Avant la fin de l’année 2021, la Commission européenne devait publier une étude sur la faisabilité du projet sur le plan commercial et économique.

Fin octobre 2021, un fonctionnaire de la Commission européenne avait confié à EURACTIV Grèce que l’EastMed était un « projet complexe » et que pour pouvoir déterminer sa rentabilité sur le plan commercial, il fallait que l’évaluation tienne compte des objectifs de décarbonation de l’UE et de la demande future en gaz.

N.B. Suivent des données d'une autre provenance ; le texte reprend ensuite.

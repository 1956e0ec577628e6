//! Wallet provider binding and ledger RPC transport.
//!
//! The provider wraps the wallet-capable execution context the client runs
//! in: a local wallet keystore plus a ledger JSON-RPC endpoint. Detection
//! runs once, at application construction, and the result is cached for the
//! process lifetime. When no wallet context exists the client reports a
//! "no wallet provider" condition instead of failing later.
//!
//! The transport is JSON-RPC 2.0 over HTTP with:
//!
//! - Connection pooling via reqwest
//! - A per-request timeout
//! - Typed mapping of HTTP and remote RPC failures

use std::path::PathBuf;
use std::time::Duration;

use reqwest::Client;
use serde::{Deserialize, Serialize};
use serde_json::Value;
use thiserror::Error;
use tracing::{debug, error, info};
use uuid::Uuid;

use crate::config::Config;
use crate::types::Address;
use crate::wallet::{Wallet, WalletError};

/// HTTP request timeout.
const REQUEST_TIMEOUT_SECS: u64 = 30;

/// Errors that can occur during ledger RPC calls.
#[derive(Error, Debug)]
pub enum RpcError {
    /// HTTP request failed.
    #[error("HTTP error: {0}")]
    Http(#[from] reqwest::Error),

    /// Endpoint returned a non-success HTTP status.
    #[error("endpoint error: {status} - {message}")]
    Status { status: u16, message: String },

    /// The ledger returned a JSON-RPC error object.
    #[error("remote error {code}: {message}")]
    Remote { code: i64, message: String },

    /// JSON serialization or deserialization error.
    #[error("JSON error: {0}")]
    Json(#[from] serde_json::Error),
}

/// JSON-RPC 2.0 request envelope.
#[derive(Debug, Serialize)]
struct RpcRequest<'a> {
    jsonrpc: &'static str,
    id: Uuid,
    method: &'a str,
    params: Value,
}

/// JSON-RPC 2.0 error object.
#[derive(Debug, Deserialize)]
struct RpcErrorObject {
    code: i64,
    message: String,
}

/// JSON-RPC 2.0 response envelope.
#[derive(Debug, Deserialize)]
struct RpcResponse {
    result: Option<Value>,
    error: Option<RpcErrorObject>,
}

/// HTTP JSON-RPC client for the ledger endpoint.
#[derive(Debug, Clone)]
pub struct RpcClient {
    http: Client,
    url: String,
}

impl RpcClient {
    /// Creates a new client for the given endpoint URL.
    #[must_use]
    pub fn new(url: impl Into<String>) -> Self {
        let http = Client::builder()
            .timeout(Duration::from_secs(REQUEST_TIMEOUT_SECS))
            .pool_max_idle_per_host(10)
            .build()
            .expect("failed to create HTTP client");

        Self {
            http,
            url: url.into(),
        }
    }

    /// Sends a single JSON-RPC request and returns its result value.
    ///
    /// A `null` or absent result is returned as `Value::Null`; a JSON-RPC
    /// error object is mapped to [`RpcError::Remote`].
    ///
    /// # Errors
    ///
    /// Returns `RpcError` if the request fails at the HTTP layer, the
    /// endpoint answers with a non-success status, or the ledger reports an
    /// error.
    pub async fn request(&self, method: &str, params: Value) -> Result<Value, RpcError> {
        let envelope = RpcRequest {
            jsonrpc: "2.0",
            id: Uuid::new_v4(),
            method,
            params,
        };

        debug!(url = %self.url, method, "Sending RPC request");

        let response = self.http.post(&self.url).json(&envelope).send().await?;

        let status = response.status();
        if !status.is_success() {
            let message = response.text().await.unwrap_or_default();
            return Err(RpcError::Status {
                status: status.as_u16(),
                message,
            });
        }

        let parsed: RpcResponse = response.json().await?;
        if let Some(err) = parsed.error {
            return Err(RpcError::Remote {
                code: err.code,
                message: err.message,
            });
        }

        Ok(parsed.result.unwrap_or(Value::Null))
    }
}

/// The wallet provider capability.
///
/// Binds the wallet keystore directory to the ledger RPC endpoint. A
/// `Provider` existing means a wallet-capable context was detected; its
/// absence means no session or contract operation is possible.
#[derive(Debug, Clone)]
pub struct Provider {
    wallet_dir: PathBuf,
    rpc: RpcClient,
}

impl Provider {
    /// Creates a provider without running detection.
    ///
    /// Callers normally use [`Provider::detect`]; this constructor exists
    /// for wiring up a provider over a known wallet directory.
    #[must_use]
    pub fn new(wallet_dir: PathBuf, rpc_url: impl Into<String>) -> Self {
        Self {
            wallet_dir,
            rpc: RpcClient::new(rpc_url),
        }
    }

    /// Detects whether a wallet-capable execution context is available.
    ///
    /// Returns `None` when no key material exists, after reporting the
    /// condition. Intended to run once per process; the caller caches the
    /// result.
    #[must_use]
    pub fn detect(config: &Config) -> Option<Self> {
        if Wallet::available(&config.wallet_dir) {
            debug!(wallet_dir = %config.wallet_dir.display(), "Wallet provider detected");
            Some(Self::new(config.wallet_dir.clone(), config.rpc_url.clone()))
        } else {
            error!(
                wallet_dir = %config.wallet_dir.display(),
                "No wallet provider detected; run 'taskledger init' to create one"
            );
            None
        }
    }

    /// Requests account access from the wallet.
    ///
    /// Returns the ordered addresses the wallet controls, or an empty list
    /// when the keystore holds no keys.
    ///
    /// # Errors
    ///
    /// Returns `WalletError` if key material exists but cannot be loaded.
    pub fn request_accounts(&self) -> Result<Vec<Address>, WalletError> {
        if !Wallet::available(&self.wallet_dir) {
            return Ok(Vec::new());
        }

        let (wallet, source) = Wallet::load_with_fallback(&self.wallet_dir)?;
        let address = wallet.address();
        info!(%address, ?source, "Account access granted");
        Ok(vec![address])
    }

    /// Produces the signing capability used to authorize writes.
    ///
    /// # Errors
    ///
    /// Returns `WalletError` if the key material cannot be loaded.
    pub fn signer(&self) -> Result<Wallet, WalletError> {
        let (wallet, _) = Wallet::load_with_fallback(&self.wallet_dir)?;
        Ok(wallet)
    }

    /// Returns the ledger RPC client.
    #[must_use]
    pub fn rpc(&self) -> &RpcClient {
        &self.rpc
    }
}

#[cfg(test)]
mod tests {
    use super::*;
    use serial_test::serial;
    use tempfile::TempDir;

    fn test_config(wallet_dir: PathBuf) -> Config {
        Config {
            rpc_url: "http://localhost:0".to_string(),
            contract_address: None,
            wallet_dir,
            confirm_timeout_secs: 1,
            confirm_poll_ms: 10,
        }
    }

    #[test]
    #[serial]
    fn detect_returns_none_without_key_material() {
        std::env::remove_var("TASKLEDGER_PRIVATE_KEY");
        let dir = TempDir::new().unwrap();

        assert!(Provider::detect(&test_config(dir.path().to_path_buf())).is_none());
    }

    #[test]
    #[serial]
    fn detect_finds_wallet_key_file() {
        std::env::remove_var("TASKLEDGER_PRIVATE_KEY");
        let dir = TempDir::new().unwrap();
        Wallet::generate().save(dir.path()).unwrap();

        assert!(Provider::detect(&test_config(dir.path().to_path_buf())).is_some());
    }

    #[test]
    #[serial]
    fn request_accounts_empty_without_keys() {
        std::env::remove_var("TASKLEDGER_PRIVATE_KEY");
        let dir = TempDir::new().unwrap();
        let provider = Provider::new(dir.path().to_path_buf(), "http://localhost:0");

        let accounts = provider.request_accounts().unwrap();
        assert!(accounts.is_empty());
    }

    #[test]
    #[serial]
    fn request_accounts_returns_wallet_address() {
        std::env::remove_var("TASKLEDGER_PRIVATE_KEY");
        let dir = TempDir::new().unwrap();
        let wallet = Wallet::generate();
        wallet.save(dir.path()).unwrap();

        let provider = Provider::new(dir.path().to_path_buf(), "http://localhost:0");
        let accounts = provider.request_accounts().unwrap();

        assert_eq!(accounts, vec![wallet.address()]);
    }

    #[test]
    #[serial]
    fn signer_matches_requested_account() {
        std::env::remove_var("TASKLEDGER_PRIVATE_KEY");
        let dir = TempDir::new().unwrap();
        Wallet::generate().save(dir.path()).unwrap();

        let provider = Provider::new(dir.path().to_path_buf(), "http://localhost:0");
        let accounts = provider.request_accounts().unwrap();
        let signer = provider.signer().unwrap();

        assert_eq!(accounts[0], signer.address());
    }
}
//! Error types for the TaskLedger client.
//!
//! This module defines the crate-level error type aggregating the failure
//! modes of every client operation. Each failure is caught at its origin,
//! reported through a typed result, and leaves prior state untouched; no
//! error is fatal to a running client.

use thiserror::Error;

use crate::config::ConfigError;
use crate::contract::{BindingError, ConfirmationError};
use crate::provider::RpcError;
use crate::wallet::WalletError;

/// Errors that can occur during client operations.
///
/// This is the primary error type for the client crate. Variants map to the
/// stages of the wallet-connection and contract-interaction pipeline: every
/// operation fails in exactly one of these ways, and a failed operation
/// never leaves partial state behind.
#[derive(Error, Debug)]
pub enum ClientError {
    /// No wallet-capable execution context was detected.
    ///
    /// Surfaced by `connect` when provider detection found no wallet
    /// keystore. No session or contract operation is possible until a
    /// wallet exists.
    #[error("no wallet provider detected")]
    CapabilityUnavailable,

    /// Account authorization was rejected or failed.
    ///
    /// The session remains disconnected; no partial session state is kept.
    #[error("wallet authorization failed: {0}")]
    Authorization(#[from] WalletError),

    /// A contract handle could not be constructed.
    ///
    /// Covers a missing or malformed contract address, an interface schema
    /// that does not expose the required operations, and signer loading
    /// failures. No handle is produced.
    #[error("contract binding failed: {0}")]
    Binding(#[from] BindingError),

    /// The remote task read failed.
    ///
    /// The previous local task list is left unchanged.
    #[error("task fetch failed: {0}")]
    Fetch(#[source] RpcError),

    /// A write call was rejected before confirmation.
    #[error("submission failed: {0}")]
    Submission(#[source] RpcError),

    /// A submitted write reverted, or was not confirmed in time.
    ///
    /// The write must be treated as not applied; local state is unchanged.
    #[error("confirmation failed: {0}")]
    Confirmation(#[from] ConfirmationError),

    /// Configuration-related error.
    #[error("configuration error: {0}")]
    Config(#[from] ConfigError),
}

/// A specialized `Result` type for client operations.
pub type Result<T> = std::result::Result<T, ClientError>;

« L’analyse de la Commission à partir de l’évaluation de l’impact sur l’objectif climatique montre que le recours permanent au gaz naturel n’est pas compatible avec l’objectif de décarbonation à long terme », a souligné le fonctionnaire.

La transition vers la neutralité climatique sera basée sur un large éventail de sources d’énergie et de solutions technologiques, ainsi que sur une utilisation plus judicieuse de nos ressources naturelles, a-t-il ajouté.

Ce fonctionnaire européen a également expliqué que si Bruxelles voit le gaz naturel comme un combustible de transition aujourd’hui, le budget de l’UE soutiendra principalement les investissements en faveur de solutions énergétiques respectueuses du climat, parmi lesquelles on retrouve notamment les gaz décarbonés tels que l’hydrogène.

« Les gaz à faible teneur en carbone tels que l’hydrogène, le biogaz et le gaz de synthèse devraient progressivement remplacer le gaz naturel. Il sera essentiel que les infrastructures dont nous disposons ou dans lesquelles nous investissons soient prêtes à accueillir ces nouveaux vecteurs énergétiques », a déclaré le fonctionnaire.

Selon une autre source proche du dossier, le mix gazier de l’UE devrait changer de manière significative compte tenu de l’objectif de neutralité climatique fixé pour 2050.

« La consommation de gaz naturel sera réduite de 66 à 71 % et la demande de gaz renouvelables et à faibles émissions de carbone, en particulier le biogaz, l’hydrogène et le gaz de synthèse, augmentera pour atteindre environ le double de la demande en gaz naturel », a déclaré la source.

« Par conséquent, la viabilité commerciale de l’Eastmed dépendra en grande partie, parmi d’autres facteurs, de la quantité de gaz qu’il y aura à terme dans la région et qui pourra être acheminée vers la Grèce et l’Italie ainsi que de la demande en importations », a ajouté la source.